**Your objective**
Identify each line below containing the string "every" and copy it.

##### Exercise data #####

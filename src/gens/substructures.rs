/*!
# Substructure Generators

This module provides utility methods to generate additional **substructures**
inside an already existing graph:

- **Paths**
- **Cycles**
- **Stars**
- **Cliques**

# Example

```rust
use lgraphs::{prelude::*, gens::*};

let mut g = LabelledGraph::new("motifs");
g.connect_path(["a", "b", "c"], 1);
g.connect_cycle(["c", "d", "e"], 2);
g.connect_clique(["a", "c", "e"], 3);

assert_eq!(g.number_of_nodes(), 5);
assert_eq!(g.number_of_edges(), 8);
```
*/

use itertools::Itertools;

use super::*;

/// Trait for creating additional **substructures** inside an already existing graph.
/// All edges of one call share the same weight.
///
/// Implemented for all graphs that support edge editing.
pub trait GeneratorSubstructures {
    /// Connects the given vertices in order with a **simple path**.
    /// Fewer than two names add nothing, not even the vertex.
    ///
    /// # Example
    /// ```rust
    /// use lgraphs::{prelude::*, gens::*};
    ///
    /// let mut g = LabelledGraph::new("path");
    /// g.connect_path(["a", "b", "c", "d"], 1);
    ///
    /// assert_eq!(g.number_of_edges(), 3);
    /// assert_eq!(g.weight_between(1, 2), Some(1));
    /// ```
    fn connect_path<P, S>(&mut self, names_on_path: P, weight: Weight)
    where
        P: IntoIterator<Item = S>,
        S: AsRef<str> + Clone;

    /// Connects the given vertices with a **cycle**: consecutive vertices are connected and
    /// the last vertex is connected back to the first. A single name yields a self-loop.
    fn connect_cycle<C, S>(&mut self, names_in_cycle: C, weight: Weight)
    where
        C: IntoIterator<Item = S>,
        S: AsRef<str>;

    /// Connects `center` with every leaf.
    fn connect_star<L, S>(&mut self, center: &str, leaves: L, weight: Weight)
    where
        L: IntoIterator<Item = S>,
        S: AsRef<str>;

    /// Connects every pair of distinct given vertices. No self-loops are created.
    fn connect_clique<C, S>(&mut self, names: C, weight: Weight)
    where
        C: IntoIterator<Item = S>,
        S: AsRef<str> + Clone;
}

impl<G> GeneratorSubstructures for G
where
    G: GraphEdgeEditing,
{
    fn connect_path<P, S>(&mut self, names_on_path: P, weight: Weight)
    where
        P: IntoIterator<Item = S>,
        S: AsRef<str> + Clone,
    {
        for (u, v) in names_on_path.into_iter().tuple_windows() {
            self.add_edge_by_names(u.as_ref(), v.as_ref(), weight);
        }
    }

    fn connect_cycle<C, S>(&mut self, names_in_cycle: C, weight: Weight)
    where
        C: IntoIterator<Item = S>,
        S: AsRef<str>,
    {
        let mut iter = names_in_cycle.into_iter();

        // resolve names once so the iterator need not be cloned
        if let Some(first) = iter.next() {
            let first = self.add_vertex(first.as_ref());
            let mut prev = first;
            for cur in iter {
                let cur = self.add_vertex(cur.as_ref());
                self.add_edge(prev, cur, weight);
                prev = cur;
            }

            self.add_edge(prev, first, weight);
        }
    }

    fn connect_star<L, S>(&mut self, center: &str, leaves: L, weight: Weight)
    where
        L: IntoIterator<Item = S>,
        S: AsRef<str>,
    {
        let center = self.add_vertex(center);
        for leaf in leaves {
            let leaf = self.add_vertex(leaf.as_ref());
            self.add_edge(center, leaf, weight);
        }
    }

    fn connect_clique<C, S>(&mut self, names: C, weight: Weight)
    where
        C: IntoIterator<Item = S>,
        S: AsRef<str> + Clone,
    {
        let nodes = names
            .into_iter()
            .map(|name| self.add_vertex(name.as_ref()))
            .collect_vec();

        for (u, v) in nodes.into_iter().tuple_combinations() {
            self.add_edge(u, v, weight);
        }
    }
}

#####

**Exercise solution**
    /// Connects `center` with every leaf.
    /// Connects every pair of distinct given vertices. No self-loops are created.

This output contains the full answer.